全国で8都道府県(17.02%)242市区町村(13.13%)(※きょうされん調査;1890自治体対象、5/31二次調査結果から)にも及ぶ独自軽減策は、国の軽減策では不十分であることから講じられている実態をどう見るのかも大きな課題といえます。
 少なくとも、当研究会が一貫して指摘しているように、「障害ゆえの経費」が上乗せされている現実について、もっと適切な生活への影響を調査する必要があります。

5、実施状況の把握・評価を的確に
 こうした、データーの取り扱いの問題とあわせて、この資料の見方について幾つかの指摘をしておきます。
(1)市町村における障害福祉サービスに要する費用を基にした分析の場合、個人や世帯単位での傾向を把握することはできません。まして、様々な不安の中で、利用断念を考えざるを得ない等の具体的困難性を把握することにはなっていないことは制度実施状況の実態把握としては極めて不十分なものといえます。

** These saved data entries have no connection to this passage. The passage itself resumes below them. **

//! Maps degrees onto the `u32` unit space and back.
//!
//! Each axis is an affine map from a closed degree `Domain` onto
//! `[0, 2^32-1]`: `min` goes to `0` and `max` to `u32::MAX`, exactly. The map is
//! strictly increasing, and `unit_to_degrees(degrees_to_unit(v))` recovers `v`
//! to within ~1e-7°.
//!
//! Latitude is usually stored after the Mercator warp in `mercator`, which
//! stretches ±85.05° onto ±180 "projected degrees". Use `PROJECTED` (and
//! `projected_lat_to_y`) for those values, `LATITUDE` for raw latitude.
//!
//! Callers clamp before quantizing: asking for a value outside the domain is
//! a bug, caught by a debug assertion.

pub mod mercator;

/// Largest coordinate on either axis.
pub const UNIT_MAX: u32 = u32::MAX;

/// A closed range of degrees that one axis spans.
#[derive(Clone, Copy, Debug, PartialEq)]
pub struct Domain {
    pub min: f64,
    pub max: f64,
}

/// Raw latitude, south to north.
pub const LATITUDE: Domain = Domain { min: -90.0, max: 90.0 };

/// Longitude, west to east.
pub const LONGITUDE: Domain = Domain { min: -180.0, max: 180.0 };

/// Mercator-warped latitude, in the same degree-like units as longitude.
pub const PROJECTED: Domain = Domain { min: -180.0, max: 180.0 };

impl Domain {
    pub const fn new(min: f64, max: f64) -> Domain {
        Domain { min: min, max: max }
    }

    pub fn span(&self) -> f64 {
        self.max - self.min
    }

    pub fn contains(&self, value: f64) -> bool {
        value >= self.min && value <= self.max
    }

    pub fn clamp(&self, value: f64) -> f64 {
        value.max(self.min).min(self.max)
    }
}

/// Quantizes `value` (degrees within `domain`) to units, truncating.
///
/// # Examples
///
/// ```
/// use tessgeo::quantize::{degrees_to_unit, LONGITUDE};
///
/// assert_eq!(0, degrees_to_unit(-180.0, LONGITUDE));
/// assert_eq!(2147483647, degrees_to_unit(0.0, LONGITUDE));
/// assert_eq!(u32::max_value(), degrees_to_unit(180.0, LONGITUDE));
/// ```
pub fn degrees_to_unit(value: f64, domain: Domain) -> u32 {
    debug_assert!(domain.contains(value), "{} is outside [{}, {}]", value, domain.min, domain.max);
    // Operation order is part of the stored format: keep it.
    (UNIT_MAX as f64 / domain.span() * (value - domain.min)) as u32
}

/// Inverse of `degrees_to_unit`.
pub fn unit_to_degrees(unit: u32, domain: Domain) -> f64 {
    domain.span() / UNIT_MAX as f64 * unit as f64 + domain.min
}

pub fn lat_to_y(lat: f64) -> u32 {
    degrees_to_unit(lat, LATITUDE)
}

pub fn y_to_lat(y: u32) -> f64 {
    unit_to_degrees(y, LATITUDE)
}

pub fn lon_to_x(lon: f64) -> u32 {
    degrees_to_unit(lon, LONGITUDE)
}

pub fn x_to_lon(x: u32) -> f64 {
    unit_to_degrees(x, LONGITUDE)
}

/// Quantizes a latitude that has already been through `mercator::project_lat`.
pub fn projected_lat_to_y(projected_lat: f64) -> u32 {
    degrees_to_unit(projected_lat, PROJECTED)
}

pub fn y_to_projected_lat(y: u32) -> f64 {
    unit_to_degrees(y, PROJECTED)
}

#[cfg(test)]
mod test {
    use super::*;

    fn tenths(domain: Domain) -> Vec<f64> {
        let lo = (domain.min * 10.0) as i64;
        let hi = (domain.max * 10.0) as i64;
        (lo..hi + 1).map(|i| i as f64 / 10.0).collect()
    }

    #[test]
    fn endpoints_are_exact() {
        assert_eq!(0, lat_to_y(-90.0));
        assert_eq!(UNIT_MAX, lat_to_y(90.0));
        assert_eq!(0, lon_to_x(-180.0));
        assert_eq!(UNIT_MAX, lon_to_x(180.0));
        assert_eq!(0, projected_lat_to_y(-180.0));
        assert_eq!(UNIT_MAX, projected_lat_to_y(180.0));
    }

    #[test]
    fn endpoints_round_trip_exactly() {
        assert_eq!(-90.0, y_to_lat(0));
        assert_eq!(90.0, y_to_lat(UNIT_MAX));
        assert_eq!(-180.0, x_to_lon(0));
        assert_eq!(180.0, x_to_lon(UNIT_MAX));
    }

    #[test]
    fn latitude_is_strictly_increasing() {
        let values = tenths(LATITUDE);
        assert_eq!(1801, values.len());
        for pair in values.windows(2) {
            assert!(lat_to_y(pair[0]) < lat_to_y(pair[1]), "{} vs {}", pair[0], pair[1]);
        }
    }

    #[test]
    fn longitude_is_strictly_increasing() {
        let values = tenths(LONGITUDE);
        for pair in values.windows(2) {
            assert!(lon_to_x(pair[0]) < lon_to_x(pair[1]), "{} vs {}", pair[0], pair[1]);
        }
    }

    #[test]
    fn round_trip() {
        for &v in &[-90.0, -45.0, 0.0, 45.0, 90.0] {
            assert!((y_to_lat(lat_to_y(v)) - v).abs() < 1e-4, "lat {}", v);
        }
        for &v in &[-180.0, -90.0, -0.5, 0.0, 33.3, 180.0] {
            assert!((x_to_lon(lon_to_x(v)) - v).abs() < 1e-4, "lon {}", v);
        }
    }

    #[test]
    fn reference_values() {
        assert_eq!(1073741823, lat_to_y(-45.0));
        assert_eq!(2147483647, lat_to_y(0.0));
        assert_eq!(3221225471, lat_to_y(45.0));
    }

    #[test]
    fn custom_domain() {
        let domain = Domain::new(0.0, 1.0);
        assert_eq!(0, degrees_to_unit(0.0, domain));
        assert_eq!(UNIT_MAX, degrees_to_unit(1.0, domain));
        assert!((unit_to_degrees(degrees_to_unit(0.25, domain), domain) - 0.25).abs() < 1e-9);
    }

    #[test]
    fn clamp_restricts_to_domain() {
        assert_eq!(90.0, LATITUDE.clamp(91.5));
        assert_eq!(-90.0, LATITUDE.clamp(-100.0));
        assert_eq!(12.0, LATITUDE.clamp(12.0));
    }
}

(2)特に、当研究会調査では、所得階層ごとの傾向を分析し、所得の低い人ほど深刻な傾向を指摘していますが、厚労省の調査では、当然こうした所得階層別の傾向が分析できるものではありません。
(3)さらに、行政レベルの調査で言えば、すでに大阪府の調査も提出されており(表参照)、ここでは明らかに利用減少の実態が報告されています。厚労省には当然こうした実績報告もあがっているはずで、その他の生活環境等との相違点も含めもっと詳細な検討は可能なはずです。 
(4)制度実施が、障害者の暮らしにどのような影響があり、その点での制度の実効性かあるのかの実態を早急に把握する必要があります。生活とは単に「福祉サービス」だけで成り立つものではなく、様々な障害ゆえの経費も含め、新たな制度が、障害者の生活にとってどのような影響を与えているのかをもっと的確に把握する必要があります。
等、こうした状況報告が、安易に、制度の実効性が高いとして評価することについては慎重であるべきと考えます。
 また、今後この負担問題や利用料問題は、10月以降の、新支給決定や地域生活支援事業等の実施によって、トータルに検討される必要があります。
 地域生活支援事業についても、利用料減免等自治体間の格差が大きい中で、個々の障害者・児の世帯にどのような影響を与えていくのか、引き続き正確な実態把握が求められるところです。
 特に、障害者・家族の切実な声に押され、民主党などが改正法案を提出したり、全国の自治体で独自の軽減策が展開されたりする事態の中で、本法のあり方について、早急な見直しが求められています。
 にもかかわらず、こうした時期になぜ、このような不十分な資料を厚労省は発表したのでしょうか、その真意を測りかねます。むしろ恣意的に制度の有効性を強調するためだけの資料となっているのではと疑わざるを得ません。
 障害者・家族にとって、福祉・医療サービスは、生命と暮らしの要、障害が重ければ重いほどその必要性は高くなります。だからこそ、障害者・家族は、付和雷同して「不安」の声を上げているわけではありません。
 所得保障制度も不十分なまま、「定率負担」制度を導入することが、障害者・家族の「生命や暮らし」をどこまで脅かすのか、暮らしの実態に着目して、その制度の有効性を評価できるような、的確な実態把握と制度改善を早急に求めるものです。